------ DATA RECORDS

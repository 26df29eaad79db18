//! Quantity and time bonus curves
//!
//! Both bonuses are additive terms on top of a stake's principal and feed the
//! stake's C-Share weight. All divisions truncate.

use serde::{Deserialize, Serialize};
use stake_core::constants::{
    MAX_TIME_BONUS_DAYS, QUANTITY_BONUS_CAP_TOKENS, QUANTITY_BONUS_DIVISOR_TOKENS,
    TIME_BONUS_DIVISOR,
};
use stake_core::Amount;

use crate::error::Result;

/// Behaviour of the quantity bonus once principal exceeds the cap.
///
/// Two staking contract variants disagree here, so both are available and the
/// pool configuration picks one.
#[derive(Debug, Clone, Copy, Serialize, Deserialize, PartialEq, Eq, Default)]
#[serde(rename_all = "snake_case")]
pub enum BonusPolicy {
    /// Above the cap the bonus becomes a flat 10% of principal
    FlatTenPercent,
    /// Above the cap the bonus is frozen at its value for a principal equal to the cap
    #[default]
    ClampAtCap,
}

pub fn quantity_bonus_cap() -> Amount {
    Amount::from_tokens(QUANTITY_BONUS_CAP_TOKENS)
}

pub fn quantity_bonus_divisor() -> Amount {
    Amount::from_tokens(QUANTITY_BONUS_DIVISOR_TOKENS)
}

#[derive(Debug, Clone, Copy, Serialize, Deserialize, PartialEq, Eq)]
pub struct BonusBreakdown {
    pub quantity_bonus: Amount,
    pub time_bonus: Amount,
}

impl BonusBreakdown {
    pub fn total(&self) -> Result<Amount> {
        Ok(self.quantity_bonus.checked_add(self.time_bonus)?)
    }
}

#[derive(Debug, Clone, Copy, Default)]
pub struct BonusCalculator {
    policy: BonusPolicy,
}

impl BonusCalculator {
    pub fn new(policy: BonusPolicy) -> Self {
        Self { policy }
    }

    pub fn policy(&self) -> BonusPolicy {
        self.policy
    }

    /// `principal * principal / DIVISOR` up to the cap (10% of principal at the cap)
    pub fn quantity_bonus(&self, principal: Amount) -> Result<Amount> {
        let cap = quantity_bonus_cap();
        let divisor = quantity_bonus_divisor();

        if principal <= cap {
            return Ok(principal.mul_div(principal, divisor)?);
        }

        match self.policy {
            BonusPolicy::FlatTenPercent => Ok(principal.checked_div_u64(10)?),
            BonusPolicy::ClampAtCap => Ok(cap.mul_div(cap, divisor)?),
        }
    }

    /// Zero for one-day stakes, linear in `(days - 1) / 1820` up to ~10 years,
    /// flat beyond that.
    pub fn time_bonus(&self, principal: Amount, days_committed: u64) -> Result<Amount> {
        if days_committed <= 1 {
            return Ok(Amount::ZERO);
        }

        let bonus_days = days_committed.min(MAX_TIME_BONUS_DAYS) - 1;
        Ok(principal.mul_div_u64(bonus_days, TIME_BONUS_DIVISOR)?)
    }

    pub fn bonuses(&self, principal: Amount, days_committed: u64) -> Result<BonusBreakdown> {
        Ok(BonusBreakdown {
            quantity_bonus: self.quantity_bonus(principal)?,
            time_bonus: self.time_bonus(principal, days_committed)?,
        })
    }
}

#[cfg(test)]
mod tests {
    use super::*;
    use stake_core::max_supply;

    #[test]
    fn test_quantity_bonus_below_cap() {
        let calc = BonusCalculator::default();
        // 15M tokens: 15M * 15M / 1.5B = 150k tokens (1%)
        let bonus = calc.quantity_bonus(Amount::from_tokens(15_000_000)).unwrap();
        assert_eq!(bonus, Amount::from_tokens(150_000));
    }

    #[test]
    fn test_quantity_bonus_at_cap_is_ten_percent() {
        let cap = quantity_bonus_cap();
        for policy in [BonusPolicy::FlatTenPercent, BonusPolicy::ClampAtCap] {
            let bonus = BonusCalculator::new(policy).quantity_bonus(cap).unwrap();
            assert_eq!(bonus, Amount::from_tokens(15_000_000));
        }
    }

    #[test]
    fn test_quantity_bonus_policies_diverge_above_cap() {
        let principal = Amount::from_tokens(300_000_000);

        let flat = BonusCalculator::new(BonusPolicy::FlatTenPercent)
            .quantity_bonus(principal)
            .unwrap();
        let clamped = BonusCalculator::new(BonusPolicy::ClampAtCap)
            .quantity_bonus(principal)
            .unwrap();

        assert_eq!(flat, Amount::from_tokens(30_000_000));
        assert_eq!(clamped, Amount::from_tokens(15_000_000));
    }

    #[test]
    fn test_time_bonus_curve() {
        let calc = BonusCalculator::default();
        let principal = Amount::from_tokens(1_820);

        assert_eq!(calc.time_bonus(principal, 0).unwrap(), Amount::ZERO);
        assert_eq!(calc.time_bonus(principal, 1).unwrap(), Amount::ZERO);
        assert_eq!(calc.time_bonus(principal, 2).unwrap(), Amount::from_tokens(1));
        assert_eq!(calc.time_bonus(principal, 365).unwrap(), Amount::from_tokens(364));
        // Flat 2x beyond the cap
        assert_eq!(
            calc.time_bonus(principal, MAX_TIME_BONUS_DAYS).unwrap(),
            Amount::from_tokens(3_640)
        );
        assert_eq!(
            calc.time_bonus(principal, 5_555).unwrap(),
            Amount::from_tokens(3_640)
        );
    }

    #[test]
    fn test_no_overflow_at_max_supply() {
        let calc = BonusCalculator::new(BonusPolicy::FlatTenPercent);
        let bonuses = calc.bonuses(max_supply(), 10_000).unwrap();
        assert!(bonuses.total().is_ok());
    }
}
//! Escrow Staking Treasury Module
//!
//! Token-side collaborators of the staking engine:
//! - The [`TokenLedger`] interface and an in-memory implementation
//! - Penalty distribution (burn / pool / treasury)
//! - Treasury bookkeeping with a full audit trail
//! - Vesting schedules for team, marketing and liquidity allocations

pub mod error;
pub mod pool;
pub mod split;
pub mod token;
pub mod vesting;

pub use error::{Result, TreasuryError};
pub use pool::{TreasuryPool, TreasurySource, TreasuryStats, TreasuryTransaction};
pub use split::{PenaltyDistribution, PenaltySplit};
pub use token::{InMemoryToken, TokenLedger};
pub use vesting::VestingSchedule;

------------

• **TASK STATEMENT**:
Scan the lines above for "All divisions truncate." and for "pub enum BonusPolicy". Repeat exactly the line holding each of them and every line in between.

• **RESPONSE AREA**:
//! stake's C-Share weight. All divisions truncate.

use serde::{Deserialize, Serialize};
use stake_core::constants::{
    MAX_TIME_BONUS_DAYS, QUANTITY_BONUS_CAP_TOKENS, QUANTITY_BONUS_DIVISOR_TOKENS,
    TIME_BONUS_DIVISOR,
};
use stake_core::Amount;

use crate::error::Result;

/// Behaviour of the quantity bonus once principal exceeds the cap.
///
/// Two staking contract variants disagree here, so both are available and the
/// pool configuration picks one.
#[derive(Debug, Clone, Copy, Serialize, Deserialize, PartialEq, Eq, Default)]
#[serde(rename_all = "snake_case")]
pub enum BonusPolicy {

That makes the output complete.